impl<E, S> Scheduler<E, S>
where
    E: TaskExecutor,
    S: Spawn,
{
    /// Create a scheduler reading the system clock.
    pub fn new(
        config: OrchestratorConfig,
        executor: E,
        spawner: S,
    ) -> Result<Self, OrchestratorError> {
        config.validate().map_err(OrchestratorError::InvalidConfig)?;
        Ok(Self {
            health: HealthMonitor::new(config.health_thresholds()),
            config,
            agents: Arc::new(AgentRegistry::new()),
            tasks: Arc::new(TaskRegistry::new()),
            workflows: WorkflowRegistry::new(),
            executor: Arc::new(executor),
            spawner,
            clock: Arc::new(SystemClock),
            audit: AuditTrail::disabled(),
            running: Arc::new(AtomicBool::new(false)),
            generation: Arc::new(AtomicU64::new(0)),
            load: Arc::new(Load::default()),
        })
    }

    /// Replace the time source.
    #[must_use]
    pub fn with_clock(mut self, clock: Arc<dyn Clock>) -> Self {
        self.audit = self.audit.with_clock(Arc::clone(&clock));
        self.clock = clock;
        self
    }

    /// Attach an audit sink. Events are stamped with the scheduler's clock.
    #[must_use]
    pub fn with_audit(mut self, sink: Arc<dyn AuditSink>) -> Self {
        self.audit = AuditTrail::new(sink).with_clock(Arc::clone(&self.clock));
        self
    }

    /// Active configuration.
    pub const fn config(&self) -> &OrchestratorConfig {
        &self.config
    }

    /// Shared agent registry.
    pub const fn agent_registry(&self) -> &Arc<AgentRegistry> {
        &self.agents
    }

    /// Shared task registry.
    pub const fn task_registry(&self) -> &Arc<TaskRegistry> {
        &self.tasks
    }

    /// Register an agent.
    pub fn register_agent(&self, config: AgentConfig) -> Result<AgentId, OrchestratorError> {
        let agent_type = config.agent_type.clone();
        let id = self.agents.register(config, self.clock.now_ms())?;
        tracing::info!(agent = %id, agent_type = %agent_type, "registered agent");
        self.audit.emit(AuditAction::Register, None, Some(&id), Some(agent_type));
        Ok(id)
    }

    /// Stop assigning new tasks to an agent.
    pub fn deactivate_agent(&self, id: &str) -> Result<(), OrchestratorError> {
        self.agents.deactivate(id)?;
        tracing::info!(agent = id, "deactivated agent");
        self.audit.emit(AuditAction::Deactivate, None, Some(id), None);
        Ok(())
    }

    /// Submit a pending task. A recurring task needs a non-zero interval.
    pub fn submit_task(&self, task: Task) -> Result<TaskId, OrchestratorError> {
        if task.status() != TaskStatus::Pending {
            return Err(OrchestratorError::InvalidTask(format!(
                "task {} must be pending on submission",
                task.id
            )));
        }
        if task.recurring_interval == Some(Duration::ZERO) {
            return Err(OrchestratorError::InvalidTask(format!(
                "task {} has a zero recurrence interval",
                task.id
            )));
        }
        let kind = task.kind;
        let id = self.tasks.submit(task)?;
        tracing::info!(task = %id, kind = %kind, "scheduled task");
        let detail = kind.to_string();
        self.audit.emit(AuditAction::Submit, Some(&id), None, Some(detail));
        Ok(id)
    }

    /// Snapshot of an agent.
    pub fn agent(&self, id: &str) -> Option<Agent> {
        self.agents.get(id)
    }

    /// Snapshot of a task.
    pub fn task(&self, id: &str) -> Option<Task> {
        self.tasks.get(id)
    }

    /// Store a workflow template.
    pub fn create_workflow(
        &self,
        id: impl Into<String>,
        sequence: Vec<TaskId>,
    ) -> Result<(), OrchestratorError> {
        self.workflows.create(id, sequence)
    }

    /// Read a workflow template.
    pub fn workflow(&self, id: &str) -> Option<Vec<TaskId>> {
        self.workflows.get(id)
    }

    /// Tasks currently under supervision.
    pub fn in_flight(&self) -> usize {
        self.load.total.load(Ordering::Acquire)
    }

    /// Tasks currently under supervision for one agent.
    pub fn in_flight_for(&self, agent_id: &str) -> u32 {
        self.load.agent(agent_id)
    }

    /// Whether the tick loop is running.
    pub fn is_running(&self) -> bool {
        self.running.load(Ordering::Acquire)
    }

    /// Handle that can stop the loop from another task.
    pub fn stop_handle(&self) -> StopHandle {
        StopHandle {
            running: Arc::clone(&self.running),
            generation: Arc::clone(&self.generation),
        }
    }

    /// Request the loop to exit before its next tick. In-flight retry
    /// sequences keep running.
    pub fn stop(&self) {
        halt(&self.running, &self.generation);
        tracing::info!("orchestration stop requested");
    }

    /// Run one scheduling cycle.
    pub fn tick(&self) -> TickReport {
        let now = self.clock.now_ms();
        let due = self.tasks.list_due(now);
        let mut report = TickReport {
            due: due.len(),
            ..TickReport::default()
        };

        for task in due {
            if self
                .config
                .max_in_flight
                .is_some_and(|max| self.in_flight() >= max)
            {
                tracing::debug!(task = %task.id, "dispatch limit reached, deferring");
                report.deferred += 1;
                continue;
            }

            let per_agent_cap = self.config.max_in_flight_per_agent;
            let chosen = self.agents.with_agents(|agents| {
                select_agent(agents, task.kind, |a| {
                    per_agent_cap.is_none_or(|cap| self.load.agent(a.id()) < cap)
                })
                .map(|a| a.id().to_string())
            });
            let Some(agent_id) = chosen else {
                tracing::debug!(
                    task = %task.id,
                    kind = %task.kind,
                    "no eligible agent, task stays pending"
                );
                report.deferred += 1;
                continue;
            };

            let claimed = self
                .tasks
                .update(&task.id, |t| t.mark_executing(agent_id.clone()))
                .unwrap_or(false);
            if !claimed {
                report.skipped += 1;
                continue;
            }
            self.dispatch(agent_id, task.id);
            report.dispatched += 1;
        }

        report.alerts = self
            .agents
            .with_agents(|agents| self.health.check(agents, now));
        for alert in &report.alerts {
            self.audit.emit(
                AuditAction::HealthAlert,
                None,
                Some(alert.agent_id()),
                serde_json::to_string(alert).ok(),
            );
        }
        report
    }

    fn dispatch(&self, agent_id: AgentId, task_id: TaskId) {
        tracing::info!(task = %task_id, agent = %agent_id, "dispatching task");
        self.audit.emit(AuditAction::Dispatch, Some(&task_id), Some(&agent_id), None);

        let guard = self.load.acquire(&agent_id);
        let supervisor = RetrySupervisor::new(
            Arc::clone(&self.agents),
            Arc::clone(&self.tasks),
            Arc::clone(&self.executor),
            self.config.backoff_policy(),
            Arc::clone(&self.clock),
            self.audit.clone(),
        );
        let tasks = Arc::clone(&self.tasks);
        let audit = self.audit.clone();
        let resubmit = self.config.resubmit_recurring;

        self.spawner.spawn(async move {
            let _guard = guard;
            let outcome = supervisor.run(&agent_id, &task_id).await;
            if resubmit {
                resubmit_recurring(&tasks, &audit, &task_id, outcome);
            }
        });
    }

    /// Run the tick loop on the current task until stopped. Returns `false`
    /// at once if a loop is already running.
    pub async fn run(&self) -> bool {
        let Some(generation) = self.claim_loop() else {
            return false;
        };
        self.run_loop(generation).await;
        true
    }

    /// Sets the running flag and returns the generation the new loop owns,
    /// or `None` if a loop is already running.
    fn claim_loop(&self) -> Option<u64> {
        if self.running.swap(true, Ordering::AcqRel) {
            return None;
        }
        Some(self.generation.load(Ordering::Acquire))
    }

    fn owns_loop(&self, generation: u64) -> bool {
        self.is_running() && self.generation.load(Ordering::Acquire) == generation
    }

    async fn run_loop(&self, generation: u64) {
        tracing::info!(generation, "orchestration loop started");
        while self.owns_loop(generation) {
            let pause = match std::panic::catch_unwind(AssertUnwindSafe(|| self.tick())) {
                Ok(report) => {
                    tracing::debug!(
                        due = report.due,
                        dispatched = report.dispatched,
                        deferred = report.deferred,
                        skipped = report.skipped,
                        alerts = report.alerts.len(),
                        "tick finished"
                    );
                    self.config.tick_interval()
                }
                Err(panic) => {
                    let error = panic_message(panic.as_ref());
                    tracing::error!(error = %error, "orchestration loop error");
                    self.config.error_pause()
                }
            };
            tokio::time::sleep(pause).await;
        }
        tracing::info!(generation, "orchestration loop stopped");
    }
}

-.-.-

Exercise goal -> Which lines in the material above include the string "panic"? Pull them out.

Final answer ->
            let pause = match std::panic::catch_unwind(AssertUnwindSafe(|| self.tick())) {
                Err(panic) => {
                    let error = panic_message(panic.as_ref());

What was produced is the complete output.